■ **Record set**

• • • • • • •

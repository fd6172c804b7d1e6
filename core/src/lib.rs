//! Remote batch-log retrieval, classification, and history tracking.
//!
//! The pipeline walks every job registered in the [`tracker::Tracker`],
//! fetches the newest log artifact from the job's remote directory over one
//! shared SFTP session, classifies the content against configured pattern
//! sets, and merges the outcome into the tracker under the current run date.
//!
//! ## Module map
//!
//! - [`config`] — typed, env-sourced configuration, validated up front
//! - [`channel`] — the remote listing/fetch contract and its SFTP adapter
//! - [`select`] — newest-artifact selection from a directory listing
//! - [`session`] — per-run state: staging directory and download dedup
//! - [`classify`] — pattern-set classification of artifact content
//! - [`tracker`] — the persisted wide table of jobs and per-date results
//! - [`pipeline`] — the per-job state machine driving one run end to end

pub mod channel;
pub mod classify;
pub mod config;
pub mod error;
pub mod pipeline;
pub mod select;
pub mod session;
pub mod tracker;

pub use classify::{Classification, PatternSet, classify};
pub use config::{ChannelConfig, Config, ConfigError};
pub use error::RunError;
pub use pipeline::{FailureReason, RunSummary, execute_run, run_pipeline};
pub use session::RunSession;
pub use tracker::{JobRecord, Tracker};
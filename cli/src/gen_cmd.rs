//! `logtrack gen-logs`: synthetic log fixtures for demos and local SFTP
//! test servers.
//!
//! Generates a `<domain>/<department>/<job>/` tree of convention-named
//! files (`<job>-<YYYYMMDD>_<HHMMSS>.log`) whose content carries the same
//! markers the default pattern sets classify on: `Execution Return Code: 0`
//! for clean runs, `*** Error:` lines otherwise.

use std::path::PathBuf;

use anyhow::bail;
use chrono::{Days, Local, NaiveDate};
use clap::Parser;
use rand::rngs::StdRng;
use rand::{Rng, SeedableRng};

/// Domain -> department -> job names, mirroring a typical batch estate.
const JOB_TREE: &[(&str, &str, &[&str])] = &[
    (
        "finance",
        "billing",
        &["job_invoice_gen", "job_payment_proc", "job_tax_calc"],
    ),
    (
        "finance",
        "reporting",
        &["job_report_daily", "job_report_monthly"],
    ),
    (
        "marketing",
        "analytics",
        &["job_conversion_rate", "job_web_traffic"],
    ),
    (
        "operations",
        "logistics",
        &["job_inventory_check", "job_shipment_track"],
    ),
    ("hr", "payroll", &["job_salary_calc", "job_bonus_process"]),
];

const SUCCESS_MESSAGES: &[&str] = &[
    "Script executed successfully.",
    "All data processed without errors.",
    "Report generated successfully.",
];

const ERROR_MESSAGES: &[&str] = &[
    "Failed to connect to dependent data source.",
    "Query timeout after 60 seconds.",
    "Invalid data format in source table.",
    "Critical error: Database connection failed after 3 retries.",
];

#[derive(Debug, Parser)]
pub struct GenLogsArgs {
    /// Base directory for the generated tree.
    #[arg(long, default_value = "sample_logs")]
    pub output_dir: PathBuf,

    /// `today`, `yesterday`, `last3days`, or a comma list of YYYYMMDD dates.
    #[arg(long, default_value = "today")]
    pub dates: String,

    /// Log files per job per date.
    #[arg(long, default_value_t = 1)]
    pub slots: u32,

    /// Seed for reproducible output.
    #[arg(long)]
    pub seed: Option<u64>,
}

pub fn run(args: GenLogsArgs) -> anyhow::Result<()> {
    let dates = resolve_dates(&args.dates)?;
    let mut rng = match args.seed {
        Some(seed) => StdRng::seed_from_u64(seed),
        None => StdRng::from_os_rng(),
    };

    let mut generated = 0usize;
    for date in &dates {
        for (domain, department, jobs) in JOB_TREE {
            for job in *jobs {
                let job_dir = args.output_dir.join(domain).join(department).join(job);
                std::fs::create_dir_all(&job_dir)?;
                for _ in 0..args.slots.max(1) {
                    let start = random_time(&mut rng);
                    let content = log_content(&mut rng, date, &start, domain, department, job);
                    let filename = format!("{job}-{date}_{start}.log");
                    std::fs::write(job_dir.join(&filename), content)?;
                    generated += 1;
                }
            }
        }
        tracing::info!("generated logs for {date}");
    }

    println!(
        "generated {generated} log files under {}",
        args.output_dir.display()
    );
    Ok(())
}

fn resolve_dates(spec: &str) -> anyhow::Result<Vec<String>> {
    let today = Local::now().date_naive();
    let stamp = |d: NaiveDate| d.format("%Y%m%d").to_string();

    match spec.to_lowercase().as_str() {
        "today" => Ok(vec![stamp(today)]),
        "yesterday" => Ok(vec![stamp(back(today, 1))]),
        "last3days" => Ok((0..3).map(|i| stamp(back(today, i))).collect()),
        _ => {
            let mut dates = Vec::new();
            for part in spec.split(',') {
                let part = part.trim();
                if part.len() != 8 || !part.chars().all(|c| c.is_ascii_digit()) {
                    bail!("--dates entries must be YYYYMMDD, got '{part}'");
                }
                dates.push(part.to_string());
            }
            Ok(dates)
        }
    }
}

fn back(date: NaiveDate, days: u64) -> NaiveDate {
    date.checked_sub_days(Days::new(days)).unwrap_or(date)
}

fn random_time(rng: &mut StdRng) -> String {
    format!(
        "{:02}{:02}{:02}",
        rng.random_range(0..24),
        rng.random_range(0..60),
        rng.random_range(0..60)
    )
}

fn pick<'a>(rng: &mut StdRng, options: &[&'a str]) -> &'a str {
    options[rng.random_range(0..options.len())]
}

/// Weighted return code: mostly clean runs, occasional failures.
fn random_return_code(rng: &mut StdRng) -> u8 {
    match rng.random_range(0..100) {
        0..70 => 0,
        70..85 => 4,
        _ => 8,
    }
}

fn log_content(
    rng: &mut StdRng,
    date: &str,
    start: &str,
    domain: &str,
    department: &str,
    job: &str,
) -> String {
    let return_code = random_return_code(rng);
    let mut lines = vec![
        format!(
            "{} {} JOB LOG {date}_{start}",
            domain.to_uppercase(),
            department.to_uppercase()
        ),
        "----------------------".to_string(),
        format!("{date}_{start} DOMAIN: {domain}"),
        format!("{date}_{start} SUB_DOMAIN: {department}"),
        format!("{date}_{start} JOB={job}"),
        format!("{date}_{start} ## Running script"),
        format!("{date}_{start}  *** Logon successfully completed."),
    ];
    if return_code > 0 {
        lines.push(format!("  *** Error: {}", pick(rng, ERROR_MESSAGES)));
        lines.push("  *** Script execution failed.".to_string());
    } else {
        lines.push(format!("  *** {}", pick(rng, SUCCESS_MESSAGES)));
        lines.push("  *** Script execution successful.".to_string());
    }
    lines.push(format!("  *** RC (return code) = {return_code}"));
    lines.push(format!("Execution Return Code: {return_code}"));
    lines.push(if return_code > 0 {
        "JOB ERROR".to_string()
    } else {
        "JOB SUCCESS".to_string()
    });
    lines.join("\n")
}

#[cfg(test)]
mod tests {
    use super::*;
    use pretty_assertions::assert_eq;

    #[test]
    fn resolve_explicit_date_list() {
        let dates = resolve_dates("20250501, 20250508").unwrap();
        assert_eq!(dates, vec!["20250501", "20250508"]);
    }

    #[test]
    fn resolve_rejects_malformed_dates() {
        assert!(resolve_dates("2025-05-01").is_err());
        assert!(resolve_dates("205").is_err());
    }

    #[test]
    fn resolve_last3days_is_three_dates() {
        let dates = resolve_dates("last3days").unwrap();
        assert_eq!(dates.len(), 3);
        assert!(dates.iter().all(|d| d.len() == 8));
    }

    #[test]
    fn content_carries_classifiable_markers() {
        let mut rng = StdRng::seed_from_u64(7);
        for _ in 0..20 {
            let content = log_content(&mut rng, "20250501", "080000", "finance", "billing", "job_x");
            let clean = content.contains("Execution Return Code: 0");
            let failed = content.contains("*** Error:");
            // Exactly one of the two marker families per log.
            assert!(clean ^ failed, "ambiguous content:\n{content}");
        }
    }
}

• • • • • • •

■ **Work to complete**
Repeat, exactly as they stand above, the lines from the line with "for _ in 0..20" to the line with "families per log.", both lines included.

■ **The completed task**
        for _ in 0..20 {
            let content = log_content(&mut rng, "20250501", "080000", "finance", "billing", "job_x");
            let clean = content.contains("Execution Return Code: 0");
            let failed = content.contains("*** Error:");
            // Exactly one of the two marker families per log.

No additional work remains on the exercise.